Managers slashed again

ANOTHER middle management massacre is due to sweep WA soon, says Recruitment Solutions executive director Greg Savage.

Mr Savage said middle management cuts were already occurring on the east coast.

“There’s been a 44 per cent decrease in middle management in the past two years,” he said

“Even though economic growth is good, people are still being retrench-ed – and that has been proven to not add to efficiency.”

While middle management is being cut, Australian companies are facing a skills shortage.

“The rush to flatten management structures in the 1980s and 1990s led to skill shortages,” Mr Savage said.

“Companies got rid of middle managers and then had to hire them back on contracts and pay them more.”

Mr Savage said the challenge for managers was to retain key staff.

He said there were a lot of people looking for jobs but “quality people are hard to find”.

“Australian managers seem to find it hard to understand the value of knowledge assets.
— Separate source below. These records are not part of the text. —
//! Base route matching.
//!
//! # Design Decisions
//! - Path matching is case-sensitive
//! - A base route matches itself and anything below it on a segment boundary
//!   (`/api` matches `/api` and `/api/users`, never `/apiary`)
//! - `/` (or an empty route) matches every path
//! - Trailing slashes on the base route are ignored

/// Result of matching a module's base route against a requested path.
#[derive(Debug, Clone, PartialEq, Eq)]
pub struct RouteMatch {
    matched: bool,
    remainder: String,
}

impl RouteMatch {
    /// A failed match.
    pub fn none() -> Self {
        Self {
            matched: false,
            remainder: String::new(),
        }
    }

    fn matched(remainder: &str) -> Self {
        let remainder = if remainder.is_empty() { "/" } else { remainder };
        Self {
            matched: true,
            remainder: remainder.to_string(),
        }
    }

    pub fn is_match(&self) -> bool {
        self.matched
    }

    /// Unmatched part of the path, always starting with `/` on a match.
    pub fn remainder(&self) -> &str {
        &self.remainder
    }
}

impl Default for RouteMatch {
    fn default() -> Self {
        Self::none()
    }
}

/// Normalize a configured base route: leading `/`, no trailing `/`.
pub fn normalize_base_route(route: &str) -> String {
    let trimmed = route.trim().trim_end_matches('/');
    if trimmed.is_empty() {
        "/".to_string()
    } else if trimmed.starts_with('/') {
        trimmed.to_string()
    } else {
        format!("/{trimmed}")
    }
}

/// Match `path` against a module's `base_route`.
pub fn match_base_route(base_route: &str, path: &str) -> RouteMatch {
    let base = base_route.trim_end_matches('/');
    if base.is_empty() {
        return RouteMatch::matched(path);
    }

    match path.strip_prefix(base) {
        Some(rest) if rest.is_empty() || rest.starts_with('/') => RouteMatch::matched(rest),
        _ => RouteMatch::none(),
    }
}

#[cfg(test)]
mod tests {
    use super::*;

    #[test]
    fn root_matches_everything() {
        let m = match_base_route("/", "/api/v1");
        assert!(m.is_match());
        assert_eq!(m.remainder(), "/api/v1");

        let m = match_base_route("", "/");
        assert!(m.is_match());
        assert_eq!(m.remainder(), "/");
    }

    #[test]
    fn prefix_matches_on_segment_boundary() {
        let m = match_base_route("/api", "/api/v1/users");
        assert!(m.is_match());
        assert_eq!(m.remainder(), "/v1/users");

        let m = match_base_route("/api", "/api");
        assert!(m.is_match());
        assert_eq!(m.remainder(), "/");

        assert!(!match_base_route("/api", "/apiary").is_match());
        assert!(!match_base_route("/api", "/images").is_match());
    }

    #[test]
    fn trailing_slash_on_base_is_ignored() {
        let m = match_base_route("/api/", "/api/x");
        assert!(m.is_match());
        assert_eq!(m.remainder(), "/x");
    }

    #[test]
    fn matching_is_case_sensitive() {
        assert!(!match_base_route("/api", "/API/x").is_match());
    }

    #[test]
    fn normalization() {
        assert_eq!(normalize_base_route(""), "/");
        assert_eq!(normalize_base_route("/"), "/");
        assert_eq!(normalize_base_route("api/"), "/api");
        assert_eq!(normalize_base_route(" /ws// "), "/ws");
    }
}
The retention of a company’s best people has to be the focus,” Mr Savage said.

“They must recognise a company’s key people cannot be taken for granted.”

Mr Savage said traditional jobs were becoming a thing of the past.
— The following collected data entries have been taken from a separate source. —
//! Contract shared by the real and the dummy session proxy.

use std::time::{Duration, SystemTime};

use serde_json::Value;
use thiserror::Error;

/// Failure of a session operation.
#[derive(Debug, Error, Clone, PartialEq, Eq)]
pub enum SessionError {
    /// Data was requested but the server runs without a session manager.
    #[error("no session manager registered")]
    NoSessionManager,

    /// The store dropped a session right after creating it.
    #[error("session store could not provide a session")]
    Unavailable,
}

/// Per-request view of the client's session.
///
/// `exists` never creates a session. Writes (`set`, `regenerate`) and the identity
/// accessors (`id`, `duration`, `last_activity`) create one on demand. Reads on a
/// client without a session report "nothing there" without creating one.
pub trait SessionProxy: Send + Sync {
    /// True if a live session is bound to this client.
    fn exists(&self) -> bool;

    fn id(&self) -> Result<String, SessionError>;

    /// Idle time after which the session expires.
    fn duration(&self) -> Result<Duration, SessionError>;

    fn last_activity(&self) -> Result<SystemTime, SessionError>;

    fn count(&self) -> usize;

    fn is_empty(&self) -> bool {
        self.count() == 0
    }

    /// Value stored under `key`, `Value::Null` when absent.
    fn value(&self, key: &str) -> Result<Value, SessionError>;

    /// Store `value` under `key`. Storing `Value::Null` removes the key.
    fn set(&self, key: &str, value: Value) -> Result<(), SessionError>;

    /// End the session, if any.
    fn delete(&self);

    /// Replace the session with a fresh one: new id, no data.
    fn regenerate(&self) -> Result<(), SessionError>;

    /// Remove every key, if a session exists.
    fn clear(&self);

    fn contains_key(&self, key: &str) -> Result<bool, SessionError>;

    fn get(&self, key: &str) -> Result<Option<Value>, SessionError>;

    fn try_remove(&self, key: &str) -> Result<Option<Value>, SessionError>;

    /// Key/value pairs in key order, as of the moment of the call.
    fn take_snapshot(&self) -> Result<Vec<(String, Value)>, SessionError>;

    /// `Set-Cookie` value the listener should emit, if the binding changed.
    fn pending_cookie(&self) -> Option<String> {
        None
    }
}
Through the first half of the 1990s, Australia created 55,000 full-time jobs and 400,000 part-time jobs.

“Jobs growth is going to occur for people working seven to twenty-one hours a week and those jobs that require people to work more than fifty hours a week,” Mr Savage said.

“Temporary and contract opportunities are growing in Australia at 15 per cent to 20 per cent a year.”

However, Mr Savage believes the growth in part-time work could be a form of hidden unemployment.

Chamber of Commerce and Industry senior economist Nicky Cusworth said this was not so.

She said monthly Australian Bureau of Statistics surveys showed the majority of part-time employees were happy with their hours.

She said what had been interesting was the profound change in the composition of the workforce.

“The number of women participating in the workforce grew rapidly in the 1980s,” Ms Cusworth said.

“At the same time, male participation declined. That was most marked among young men, many of whom were undertaking tertiary study, and those over 55.

“But for the older age group, the decline in participation was a matter of choice.”

Ms Cusworth said the participation of females in the workforce was largely due to the growth in industries such as retail that employed numbers of women on a part-time basis.